Coffers, Clysters, Comfrey and Coifs: the lives of our seventeenth century ancestors
By Dr Janet Few aka Swords and Spindles’ ‘Mistress Agnes’
Our seventeenth century ancestors may be people that we can identify, or they may be lurking, nameless, waiting to be discovered. In either case they existed, therefore we owe it to them to find out more about their way of life. This book sets out to provide an all-important context for these ancestors, ancestors whose detailed biographies probably elude us. Dr Janet Few has made good use of contemporary documents to put together an overview of life in the time of the Stuarts, concentrating on the lives of ‘ordinary’ folk, rather than the aristocracy.
Here you can discover what those Jacobean ancestors would have worn, what they would have eaten and how they would have lived. There is a chapter on medical practices and one on the medicinal use of herbs, complete with handy ‘cures’. Next time you are suffering from plague or a pain in the head you will know where to turn. Other sections cover gardens, crime and punishment, witchcraft, leisure and festivals.
The book is fully indexed and lavishly illustrated with photographs and contemporary engravings. There are also extracts from seventeenth century books offering recipes and household hints.
Throughout the book are explanations of phrases such as ‘humble pie’ or ‘sleep tight’. You can learn who was straight laced and why, how to roast a calf’s head and how to bleach linen. Having read this book, it is possible to appreciate the mental and physical demands of the housewife’s role. What also comes across is how hardworking and versatile our Jacobean ancestors had to be.
All schools booking Swords and Spindles’ services have the opportunity to purchase a copy at a reduced rate.
Paperback 247mm x 173mm 136 pages Published by The Family History Partnership 2012 Price £12.95. Copies are available from the publisher, on Amazon or at events where Swords and Spindles appear. Please contact us email@example.com for details of how to obtain a signed copy.
‘The Family History Partnership’s latest publication is Janet Few’s Coffers, Clysters, Comfrey and Coifs, and it’s a bit of a gem. … Each [chapter] is packed with anecdotes and moments to make you think ‘Oh that’s where that comes from!’ – the window originally being the ‘wind-eye’, to allow air and light in, the ‘chairman of the board’ originally being the person who sat at the chair on the end of the table or ‘board’, and so on. … This is the first book I’ve read to tell me about the role of the ‘piss prophet’, a job that makes me extremely grateful that I have taken the career route that I have!
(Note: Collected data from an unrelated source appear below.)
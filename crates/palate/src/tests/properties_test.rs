//! Metric property tests for the similarity engine and updater
//!
//! Exercises reflexivity, symmetry, range, clamping, and direction across
//! a spread of palate profiles rather than single hand-picked pairs.

use crate::similarity::{cosine_similarity, diversity_score, euclidean_distance, normalize};
use crate::types::{EmotionalResponse, TasteVector, AXIS_COUNT};
use crate::updater::ApplyPreferenceUpdate;

const EPSILON: f32 = 1e-6;

fn profiles() -> Vec<TasteVector> {
    vec![
        TasteVector::neutral(),
        TasteVector::uniform(10.0).unwrap(),
        TasteVector::uniform(1.0).unwrap(),
        TasteVector::new([6.0, 8.0, 3.0, 4.0, 9.0, 7.0, 5.0, 6.0, 4.0, 8.0, 2.0]).unwrap(),
        TasteVector::new([0.0, 10.0, 0.0, 10.0, 0.0, 10.0, 0.0, 10.0, 0.0, 10.0, 0.0]).unwrap(),
        TasteVector::new([2.5, 2.5, 2.5, 2.5, 2.5, 7.5, 7.5, 7.5, 7.5, 7.5, 5.0]).unwrap(),
    ]
}

#[test]
fn test_cosine_reflexivity_across_profiles() {
    for v in profiles() {
        assert!((cosine_similarity(&v, &v) - 1.0).abs() < EPSILON);
    }
}

#[test]
fn test_euclidean_reflexivity_across_profiles() {
    for v in profiles() {
        assert_eq!(euclidean_distance(&v, &v), 0.0);
    }
}

#[test]
fn test_symmetry_across_profile_pairs() {
    let all = profiles();
    for a in &all {
        for b in &all {
            assert_eq!(cosine_similarity(a, b), cosine_similarity(b, a));
            assert_eq!(euclidean_distance(a, b), euclidean_distance(b, a));
        }
    }
}

#[test]
fn test_cosine_range_across_profile_pairs() {
    let all = profiles();
    for a in &all {
        for b in &all {
            let sim = cosine_similarity(a, b);
            assert!((0.0..=1.0 + EPSILON).contains(&sim));
        }
    }
}

#[test]
fn test_euclidean_non_negative_across_profile_pairs() {
    let all = profiles();
    for a in &all {
        for b in &all {
            assert!(euclidean_distance(a, b) >= 0.0);
        }
    }
}

#[test]
fn test_diversity_range_across_profiles() {
    for v in profiles() {
        let score = diversity_score(&v);
        assert!((0.0..=1.0 + EPSILON).contains(&score));
    }
}

#[test]
fn test_normalize_stays_within_unit_range() {
    for v in profiles() {
        for value in normalize(&v).to_array().iter() {
            assert!((0.0..=1.0).contains(value));
        }
    }
}

#[test]
fn test_update_clamping_across_profiles() {
    let responses = [
        EmotionalResponse::new(10.0, 10.0, 10.0, 0.0, 10.0).unwrap(),
        EmotionalResponse::new(0.0, 0.0, 0.0, 10.0, 0.0).unwrap(),
        EmotionalResponse::neutral(),
    ];

    let all = profiles();
    for current in &all {
        for experienced in &all {
            for response in &responses {
                let updated = ApplyPreferenceUpdate::execute(
                    current,
                    experienced,
                    response,
                    0.5,
                    2.0,
                    0.5,
                )
                .unwrap();

                for value in updated.to_array().iter() {
                    assert!((0.0..=10.0).contains(value));
                }
            }
        }
    }
}

// Concrete acceptance scenarios

#[test]
fn test_scenario_close_profiles_exceed_point_nine() {
    let a = TasteVector::new([6.0, 8.0, 3.0, 4.0, 9.0, 7.0, 5.0, 6.0, 4.0, 8.0, 2.0]).unwrap();
    let b = TasteVector::new([6.2, 7.8, 3.1, 4.3, 8.9, 7.2, 5.1, 6.2, 4.1, 8.1, 1.9]).unwrap();
    assert!(cosine_similarity(&a, &b) > 0.9);
}

#[test]
fn test_scenario_neutral_profile_has_zero_diversity() {
    assert!(diversity_score(&TasteVector::neutral()).abs() < EPSILON);
}

#[test]
fn test_scenario_out_of_range_axis_is_rejected() {
    let mut scores = [5.0; AXIS_COUNT];
    scores[0] = 15.0; // sweet
    assert!(TasteVector::new(scores).is_err());
}

#[test]
fn test_scenario_high_satisfaction_update_lands_between_bounds() {
    let current = TasteVector::neutral();
    let experienced = TasteVector::uniform(9.0).unwrap();
    let response = EmotionalResponse::new(9.0, 8.0, 8.0, 2.0, 5.0).unwrap();

    let updated =
        ApplyPreferenceUpdate::execute(&current, &experienced, &response, 0.1, 1.0, 0.5).unwrap();

    for value in updated.to_array().iter() {
        assert!(*value > 5.0);
        assert!(*value < 9.0);
    }
}

#[test]
fn test_scenario_zero_vector_similarity_is_exactly_zero() {
    let zero = TasteVector::zero();
    let v = TasteVector::new([6.0, 8.0, 3.0, 4.0, 9.0, 7.0, 5.0, 6.0, 4.0, 8.0, 2.0]).unwrap();
    assert_eq!(cosine_similarity(&zero, &v), 0.0);
    assert!(!cosine_similarity(&zero, &v).is_nan());
}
Each chapter is not only beautifully illustrated in colour throughout, but also ends with a further reading list to take your understanding of the topic in question further.’ Chris Paton – British Genes
‘It is a book that can be dipped into for reference or read cover to cover: a most enjoyable and interesting read and a must for the family historian.’ Cornwall Family History Society Journal
‘Janet’s book, as to be expected, is exceptionally well researched, easy to read, yet packed with information. It is nicely illustrated with modern colour photographs and black and white woodcuts. A nice touch is the use of inset quotes from contemporary sources, which add so much to the book without interrupting the flow of the text. If you’ve ever wondered what a ‘Bilbo’ is, wanted to make fritters of sheep’s feet or puzzled over that dried stag’s penis that has been handed down through the generations, then this is, most definitely, the book for you.’ Isle of Wight Family History Society Journal
‘For those of us fortunate enough to have traced our ancestors back to the 1600s, this book is a “must have”. …. The subjects covered range from household furniture and equipment to cooking, clothing, childbirth, crime and cures for all ills. The alliterative chapter headings make you want to reach for a dictionary – until you realise that all is revealed within the detailed text. How many of you have heard of clysters, jumbles, bum rolls or bilbos?’ Devon Family Historian
‘Whether you like to read a book cover to cover, or dip into random chapters, this book presents a rich flavour and a well balanced portrait of seventeenth century life. You will find yourself stepping into the boots or clogs of our Stuart ancestors and walking in their footsteps. Coffers, Clysters, Comfrey and Coifs is a book that has been well written from an amazing wealth and depth of research and knowledge. It is easy and pleasurable to read and I whole-heartedly recommend it to all readers, male and female, of any age. It will both entertain you and leave you feeling well-informed.’ C.E.
‘This is a book that works on several levels. It is a good read if you wish to sit and immerse yourself in the day to day experiences, chores, and challenges that faced our ancestors in the seventeenth century. It wears its scholarly research lightly and manages to impart information in a lively and interesting way. It is also a good reference book; use the contents page in conjunction with the index. From birthing to cause of death, via crime and punishment, food and clothing and the never ending cycle of a woman’s work; it is all here. As a book to dip into it also scores. Found a will listing medical paraphernalia? Look at Chapter 6 – and never complain again about the modern NHS! Visiting a seventeenth century building – how did they live here? Chapters 1 and 5 (homes and furnishings & gardens and gardening) provide the answers.’ D.G.